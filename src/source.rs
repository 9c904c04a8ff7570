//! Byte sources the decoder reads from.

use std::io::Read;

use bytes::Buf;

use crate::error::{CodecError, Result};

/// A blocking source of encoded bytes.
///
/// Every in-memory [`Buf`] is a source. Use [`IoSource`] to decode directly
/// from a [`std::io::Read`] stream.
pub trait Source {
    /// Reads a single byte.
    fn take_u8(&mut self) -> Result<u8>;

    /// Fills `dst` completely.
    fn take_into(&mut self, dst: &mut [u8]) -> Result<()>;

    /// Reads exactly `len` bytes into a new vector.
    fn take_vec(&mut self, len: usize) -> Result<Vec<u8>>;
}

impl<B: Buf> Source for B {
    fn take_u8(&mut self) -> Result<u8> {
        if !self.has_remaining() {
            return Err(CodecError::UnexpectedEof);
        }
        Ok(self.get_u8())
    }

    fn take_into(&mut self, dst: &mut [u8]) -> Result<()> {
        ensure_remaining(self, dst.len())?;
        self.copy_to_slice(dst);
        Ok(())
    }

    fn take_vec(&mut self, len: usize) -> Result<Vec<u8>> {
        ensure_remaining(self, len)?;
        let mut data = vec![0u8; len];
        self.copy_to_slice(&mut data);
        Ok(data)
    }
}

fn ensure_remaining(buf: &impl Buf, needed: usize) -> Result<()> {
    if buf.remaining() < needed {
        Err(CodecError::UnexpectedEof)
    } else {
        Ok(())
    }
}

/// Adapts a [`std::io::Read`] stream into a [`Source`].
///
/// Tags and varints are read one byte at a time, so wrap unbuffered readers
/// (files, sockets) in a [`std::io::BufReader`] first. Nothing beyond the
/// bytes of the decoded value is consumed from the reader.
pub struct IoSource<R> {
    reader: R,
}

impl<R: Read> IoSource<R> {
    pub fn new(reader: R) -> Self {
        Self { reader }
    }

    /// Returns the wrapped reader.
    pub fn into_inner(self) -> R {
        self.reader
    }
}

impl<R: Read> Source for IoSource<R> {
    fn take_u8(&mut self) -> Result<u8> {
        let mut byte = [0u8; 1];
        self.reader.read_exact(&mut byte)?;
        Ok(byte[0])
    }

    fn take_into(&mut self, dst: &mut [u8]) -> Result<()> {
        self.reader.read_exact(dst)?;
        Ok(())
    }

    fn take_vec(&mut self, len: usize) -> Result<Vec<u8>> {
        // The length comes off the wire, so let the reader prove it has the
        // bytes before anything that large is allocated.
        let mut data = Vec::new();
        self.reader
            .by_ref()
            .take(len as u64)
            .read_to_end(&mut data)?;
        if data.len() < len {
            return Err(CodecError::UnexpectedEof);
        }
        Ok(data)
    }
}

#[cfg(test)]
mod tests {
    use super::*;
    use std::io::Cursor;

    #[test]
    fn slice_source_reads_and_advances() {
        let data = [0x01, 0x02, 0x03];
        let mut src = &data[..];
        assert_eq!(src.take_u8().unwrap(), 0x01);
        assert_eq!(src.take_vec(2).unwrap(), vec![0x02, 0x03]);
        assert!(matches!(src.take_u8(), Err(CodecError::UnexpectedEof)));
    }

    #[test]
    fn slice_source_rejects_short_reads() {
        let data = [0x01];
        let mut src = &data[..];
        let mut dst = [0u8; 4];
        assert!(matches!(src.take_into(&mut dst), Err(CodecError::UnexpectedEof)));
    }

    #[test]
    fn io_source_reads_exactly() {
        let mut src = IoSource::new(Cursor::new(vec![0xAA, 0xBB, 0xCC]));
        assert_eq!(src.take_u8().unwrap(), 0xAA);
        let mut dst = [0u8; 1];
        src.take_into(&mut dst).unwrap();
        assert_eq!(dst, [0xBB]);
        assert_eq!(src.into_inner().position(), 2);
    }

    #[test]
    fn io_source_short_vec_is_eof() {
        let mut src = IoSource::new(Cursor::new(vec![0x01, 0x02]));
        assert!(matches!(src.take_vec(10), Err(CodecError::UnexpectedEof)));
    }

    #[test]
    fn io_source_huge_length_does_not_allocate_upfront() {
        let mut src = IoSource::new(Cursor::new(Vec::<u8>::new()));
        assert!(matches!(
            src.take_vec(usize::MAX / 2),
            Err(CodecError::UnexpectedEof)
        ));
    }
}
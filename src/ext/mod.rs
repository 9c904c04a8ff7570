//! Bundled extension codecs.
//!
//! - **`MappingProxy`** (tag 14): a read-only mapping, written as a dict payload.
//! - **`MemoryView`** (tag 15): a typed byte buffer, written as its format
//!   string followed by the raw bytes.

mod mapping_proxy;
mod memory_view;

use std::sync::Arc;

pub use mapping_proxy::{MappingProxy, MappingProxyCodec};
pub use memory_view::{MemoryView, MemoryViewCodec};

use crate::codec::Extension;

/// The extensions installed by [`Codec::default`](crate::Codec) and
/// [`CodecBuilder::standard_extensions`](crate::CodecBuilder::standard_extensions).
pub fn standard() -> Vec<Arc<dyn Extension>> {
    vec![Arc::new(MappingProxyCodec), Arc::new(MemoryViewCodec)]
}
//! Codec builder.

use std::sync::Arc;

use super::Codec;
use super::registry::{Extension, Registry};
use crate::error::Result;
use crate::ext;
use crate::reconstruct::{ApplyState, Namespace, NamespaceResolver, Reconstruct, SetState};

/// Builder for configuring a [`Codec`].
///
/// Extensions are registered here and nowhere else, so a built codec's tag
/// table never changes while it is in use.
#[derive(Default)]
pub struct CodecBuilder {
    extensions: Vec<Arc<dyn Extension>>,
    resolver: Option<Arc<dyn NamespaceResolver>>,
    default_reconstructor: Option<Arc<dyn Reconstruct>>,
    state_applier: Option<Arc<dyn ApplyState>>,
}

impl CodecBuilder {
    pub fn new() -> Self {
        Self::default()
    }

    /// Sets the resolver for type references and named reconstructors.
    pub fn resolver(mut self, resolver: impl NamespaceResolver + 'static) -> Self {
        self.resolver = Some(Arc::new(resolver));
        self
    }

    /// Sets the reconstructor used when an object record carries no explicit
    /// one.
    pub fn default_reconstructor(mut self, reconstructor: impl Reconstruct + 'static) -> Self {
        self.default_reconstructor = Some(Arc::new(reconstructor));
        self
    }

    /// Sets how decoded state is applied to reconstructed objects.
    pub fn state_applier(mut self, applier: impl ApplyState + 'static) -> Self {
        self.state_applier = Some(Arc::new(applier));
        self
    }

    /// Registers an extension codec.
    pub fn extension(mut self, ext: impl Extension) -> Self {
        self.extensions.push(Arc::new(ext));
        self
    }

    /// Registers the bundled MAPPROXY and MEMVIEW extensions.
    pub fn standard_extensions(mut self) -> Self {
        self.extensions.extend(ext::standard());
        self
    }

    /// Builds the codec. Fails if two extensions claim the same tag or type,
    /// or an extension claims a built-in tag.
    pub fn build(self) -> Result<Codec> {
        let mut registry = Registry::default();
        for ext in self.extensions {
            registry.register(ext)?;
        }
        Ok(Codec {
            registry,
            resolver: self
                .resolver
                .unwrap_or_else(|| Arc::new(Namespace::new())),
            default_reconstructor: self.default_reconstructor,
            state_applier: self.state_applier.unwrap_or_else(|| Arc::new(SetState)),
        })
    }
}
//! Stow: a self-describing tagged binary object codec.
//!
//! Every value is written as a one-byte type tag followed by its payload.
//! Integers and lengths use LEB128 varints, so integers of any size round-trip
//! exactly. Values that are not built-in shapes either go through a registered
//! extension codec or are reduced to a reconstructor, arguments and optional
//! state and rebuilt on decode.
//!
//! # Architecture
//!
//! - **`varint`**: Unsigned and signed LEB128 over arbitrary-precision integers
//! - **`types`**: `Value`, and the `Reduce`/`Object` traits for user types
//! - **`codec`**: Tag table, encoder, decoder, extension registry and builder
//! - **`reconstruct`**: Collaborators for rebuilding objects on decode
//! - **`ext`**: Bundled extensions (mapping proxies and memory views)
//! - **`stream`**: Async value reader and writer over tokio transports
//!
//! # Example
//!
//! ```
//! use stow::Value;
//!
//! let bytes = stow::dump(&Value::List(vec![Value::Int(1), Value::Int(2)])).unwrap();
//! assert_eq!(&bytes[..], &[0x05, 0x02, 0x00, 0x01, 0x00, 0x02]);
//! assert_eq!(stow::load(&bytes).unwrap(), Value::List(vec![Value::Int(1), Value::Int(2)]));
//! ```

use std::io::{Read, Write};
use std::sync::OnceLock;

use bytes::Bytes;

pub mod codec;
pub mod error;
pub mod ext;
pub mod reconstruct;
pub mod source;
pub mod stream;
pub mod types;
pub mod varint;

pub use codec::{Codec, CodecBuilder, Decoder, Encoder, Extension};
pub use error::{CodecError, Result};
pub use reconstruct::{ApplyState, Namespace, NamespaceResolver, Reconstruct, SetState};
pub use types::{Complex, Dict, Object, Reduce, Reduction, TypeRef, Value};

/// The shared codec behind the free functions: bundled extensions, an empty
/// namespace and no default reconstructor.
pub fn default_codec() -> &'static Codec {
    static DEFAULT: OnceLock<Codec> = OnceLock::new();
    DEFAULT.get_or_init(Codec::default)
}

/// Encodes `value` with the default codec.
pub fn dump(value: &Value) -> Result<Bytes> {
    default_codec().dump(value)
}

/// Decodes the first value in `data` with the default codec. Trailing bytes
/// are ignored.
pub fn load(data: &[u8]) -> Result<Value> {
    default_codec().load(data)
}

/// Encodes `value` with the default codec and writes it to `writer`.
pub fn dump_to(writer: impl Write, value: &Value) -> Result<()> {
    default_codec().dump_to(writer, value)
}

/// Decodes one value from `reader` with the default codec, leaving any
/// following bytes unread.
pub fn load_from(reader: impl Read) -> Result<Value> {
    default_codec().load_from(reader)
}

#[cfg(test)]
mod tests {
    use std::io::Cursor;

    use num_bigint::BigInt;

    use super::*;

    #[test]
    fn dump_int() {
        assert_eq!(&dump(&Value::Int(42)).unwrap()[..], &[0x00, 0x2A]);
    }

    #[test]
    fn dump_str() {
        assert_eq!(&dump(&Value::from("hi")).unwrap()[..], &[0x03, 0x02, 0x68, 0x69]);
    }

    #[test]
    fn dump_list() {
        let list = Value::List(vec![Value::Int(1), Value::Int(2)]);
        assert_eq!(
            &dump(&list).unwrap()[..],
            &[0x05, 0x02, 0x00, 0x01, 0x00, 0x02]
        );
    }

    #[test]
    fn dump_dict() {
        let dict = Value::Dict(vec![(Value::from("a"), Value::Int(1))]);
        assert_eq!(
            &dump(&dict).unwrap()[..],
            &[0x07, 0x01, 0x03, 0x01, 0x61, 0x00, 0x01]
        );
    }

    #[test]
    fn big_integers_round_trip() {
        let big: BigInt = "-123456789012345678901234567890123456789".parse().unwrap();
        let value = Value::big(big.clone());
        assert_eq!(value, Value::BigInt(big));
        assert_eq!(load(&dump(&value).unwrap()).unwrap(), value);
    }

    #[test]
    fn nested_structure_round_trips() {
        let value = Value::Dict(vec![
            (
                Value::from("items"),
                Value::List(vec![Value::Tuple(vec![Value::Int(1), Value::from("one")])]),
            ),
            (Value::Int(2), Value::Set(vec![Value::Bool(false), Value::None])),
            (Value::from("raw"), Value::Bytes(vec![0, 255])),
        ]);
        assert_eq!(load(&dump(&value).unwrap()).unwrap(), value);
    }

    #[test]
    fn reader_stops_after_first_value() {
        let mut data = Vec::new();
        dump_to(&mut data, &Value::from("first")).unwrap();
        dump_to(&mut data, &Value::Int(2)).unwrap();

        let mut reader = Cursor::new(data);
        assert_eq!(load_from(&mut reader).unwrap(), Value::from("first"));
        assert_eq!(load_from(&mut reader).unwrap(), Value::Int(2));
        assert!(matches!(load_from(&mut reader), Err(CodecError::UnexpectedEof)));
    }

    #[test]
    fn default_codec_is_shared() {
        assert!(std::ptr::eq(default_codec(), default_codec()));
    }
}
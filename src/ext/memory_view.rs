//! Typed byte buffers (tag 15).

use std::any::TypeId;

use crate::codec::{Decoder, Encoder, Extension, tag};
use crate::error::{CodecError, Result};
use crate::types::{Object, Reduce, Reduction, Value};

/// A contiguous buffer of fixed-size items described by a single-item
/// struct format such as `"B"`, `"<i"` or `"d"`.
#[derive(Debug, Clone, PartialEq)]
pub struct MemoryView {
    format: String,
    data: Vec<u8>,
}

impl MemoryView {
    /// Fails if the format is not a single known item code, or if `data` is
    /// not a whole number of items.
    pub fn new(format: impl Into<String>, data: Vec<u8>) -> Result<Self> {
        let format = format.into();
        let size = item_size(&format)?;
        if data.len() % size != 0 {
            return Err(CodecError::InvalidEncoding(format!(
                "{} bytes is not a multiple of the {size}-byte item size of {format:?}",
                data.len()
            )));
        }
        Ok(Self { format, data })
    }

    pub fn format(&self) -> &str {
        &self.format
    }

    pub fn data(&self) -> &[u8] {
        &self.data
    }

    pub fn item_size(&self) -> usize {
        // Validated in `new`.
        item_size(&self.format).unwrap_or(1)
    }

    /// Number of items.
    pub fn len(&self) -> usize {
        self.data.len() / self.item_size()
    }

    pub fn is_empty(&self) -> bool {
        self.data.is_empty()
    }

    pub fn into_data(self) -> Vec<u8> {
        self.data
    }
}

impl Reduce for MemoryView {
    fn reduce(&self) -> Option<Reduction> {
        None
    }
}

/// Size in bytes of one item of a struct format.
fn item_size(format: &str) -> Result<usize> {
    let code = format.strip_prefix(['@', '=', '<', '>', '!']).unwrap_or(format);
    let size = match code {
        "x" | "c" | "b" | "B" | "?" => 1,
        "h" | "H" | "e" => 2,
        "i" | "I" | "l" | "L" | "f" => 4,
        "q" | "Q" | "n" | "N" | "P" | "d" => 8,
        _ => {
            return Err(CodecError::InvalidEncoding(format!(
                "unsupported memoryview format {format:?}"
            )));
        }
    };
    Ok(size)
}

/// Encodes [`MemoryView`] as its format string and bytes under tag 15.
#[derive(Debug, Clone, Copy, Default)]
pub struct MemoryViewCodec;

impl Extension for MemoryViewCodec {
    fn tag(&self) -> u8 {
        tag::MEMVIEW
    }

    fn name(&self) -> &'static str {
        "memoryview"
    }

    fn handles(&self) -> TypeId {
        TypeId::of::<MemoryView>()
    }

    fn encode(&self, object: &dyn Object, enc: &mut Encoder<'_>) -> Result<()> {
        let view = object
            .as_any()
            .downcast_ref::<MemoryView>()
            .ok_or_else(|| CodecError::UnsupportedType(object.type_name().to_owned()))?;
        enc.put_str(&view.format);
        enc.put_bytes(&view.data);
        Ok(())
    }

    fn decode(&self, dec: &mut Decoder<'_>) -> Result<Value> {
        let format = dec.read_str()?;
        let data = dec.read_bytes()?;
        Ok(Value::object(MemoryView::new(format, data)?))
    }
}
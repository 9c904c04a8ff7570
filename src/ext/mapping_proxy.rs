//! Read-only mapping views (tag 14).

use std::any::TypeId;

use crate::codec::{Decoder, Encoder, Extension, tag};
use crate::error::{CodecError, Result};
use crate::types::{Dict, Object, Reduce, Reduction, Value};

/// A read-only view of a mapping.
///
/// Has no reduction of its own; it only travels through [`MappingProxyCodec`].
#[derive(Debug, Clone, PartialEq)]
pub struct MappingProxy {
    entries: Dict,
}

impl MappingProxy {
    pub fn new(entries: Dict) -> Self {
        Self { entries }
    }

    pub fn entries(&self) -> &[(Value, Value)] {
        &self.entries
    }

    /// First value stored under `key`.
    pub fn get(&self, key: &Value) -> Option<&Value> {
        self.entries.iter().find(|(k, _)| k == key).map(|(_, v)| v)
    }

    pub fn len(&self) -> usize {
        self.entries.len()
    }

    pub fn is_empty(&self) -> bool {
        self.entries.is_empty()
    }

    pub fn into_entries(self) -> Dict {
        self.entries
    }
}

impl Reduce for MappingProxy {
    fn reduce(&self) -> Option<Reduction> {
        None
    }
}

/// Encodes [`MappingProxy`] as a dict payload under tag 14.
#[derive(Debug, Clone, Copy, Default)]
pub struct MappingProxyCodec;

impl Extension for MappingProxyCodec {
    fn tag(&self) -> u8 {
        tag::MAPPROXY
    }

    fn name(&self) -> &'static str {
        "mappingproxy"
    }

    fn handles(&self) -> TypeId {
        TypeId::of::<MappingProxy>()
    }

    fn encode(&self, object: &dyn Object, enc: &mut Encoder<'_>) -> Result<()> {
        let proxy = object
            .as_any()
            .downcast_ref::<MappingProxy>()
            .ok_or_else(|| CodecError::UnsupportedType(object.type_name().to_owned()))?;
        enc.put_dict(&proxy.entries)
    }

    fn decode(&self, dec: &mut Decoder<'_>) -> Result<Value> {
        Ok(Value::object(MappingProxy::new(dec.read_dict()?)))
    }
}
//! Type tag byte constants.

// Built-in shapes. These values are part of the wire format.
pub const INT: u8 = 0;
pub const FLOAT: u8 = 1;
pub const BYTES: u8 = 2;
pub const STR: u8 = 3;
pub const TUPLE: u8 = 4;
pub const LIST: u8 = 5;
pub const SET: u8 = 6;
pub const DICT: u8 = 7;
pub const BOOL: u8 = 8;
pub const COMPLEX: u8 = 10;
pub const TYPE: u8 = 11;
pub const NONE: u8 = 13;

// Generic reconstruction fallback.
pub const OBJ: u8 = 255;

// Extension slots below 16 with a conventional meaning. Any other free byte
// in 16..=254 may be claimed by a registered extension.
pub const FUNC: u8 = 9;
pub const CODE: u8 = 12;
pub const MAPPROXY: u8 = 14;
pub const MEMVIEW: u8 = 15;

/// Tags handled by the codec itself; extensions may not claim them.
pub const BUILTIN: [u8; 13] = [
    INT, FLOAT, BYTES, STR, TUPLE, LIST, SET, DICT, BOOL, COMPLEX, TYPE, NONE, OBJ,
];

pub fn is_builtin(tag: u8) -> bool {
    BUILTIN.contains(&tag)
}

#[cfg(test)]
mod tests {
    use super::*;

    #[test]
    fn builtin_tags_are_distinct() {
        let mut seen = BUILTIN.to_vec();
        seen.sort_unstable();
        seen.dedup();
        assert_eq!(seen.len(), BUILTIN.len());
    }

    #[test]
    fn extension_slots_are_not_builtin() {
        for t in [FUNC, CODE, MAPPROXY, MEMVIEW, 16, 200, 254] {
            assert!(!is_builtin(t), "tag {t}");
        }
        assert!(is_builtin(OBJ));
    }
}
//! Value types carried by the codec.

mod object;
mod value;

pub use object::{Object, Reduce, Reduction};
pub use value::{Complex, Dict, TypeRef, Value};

^^^^^^^^

◆ Task details ◆
Wherever a line in the listing contains the word "registered", copy that line out.

◆ Task result ◆
/// Extensions are registered here and nowhere else, so a built codec's tag
//! exactly. Values that are not built-in shapes either go through a registered
// in 16..=254 may be claimed by a registered extension.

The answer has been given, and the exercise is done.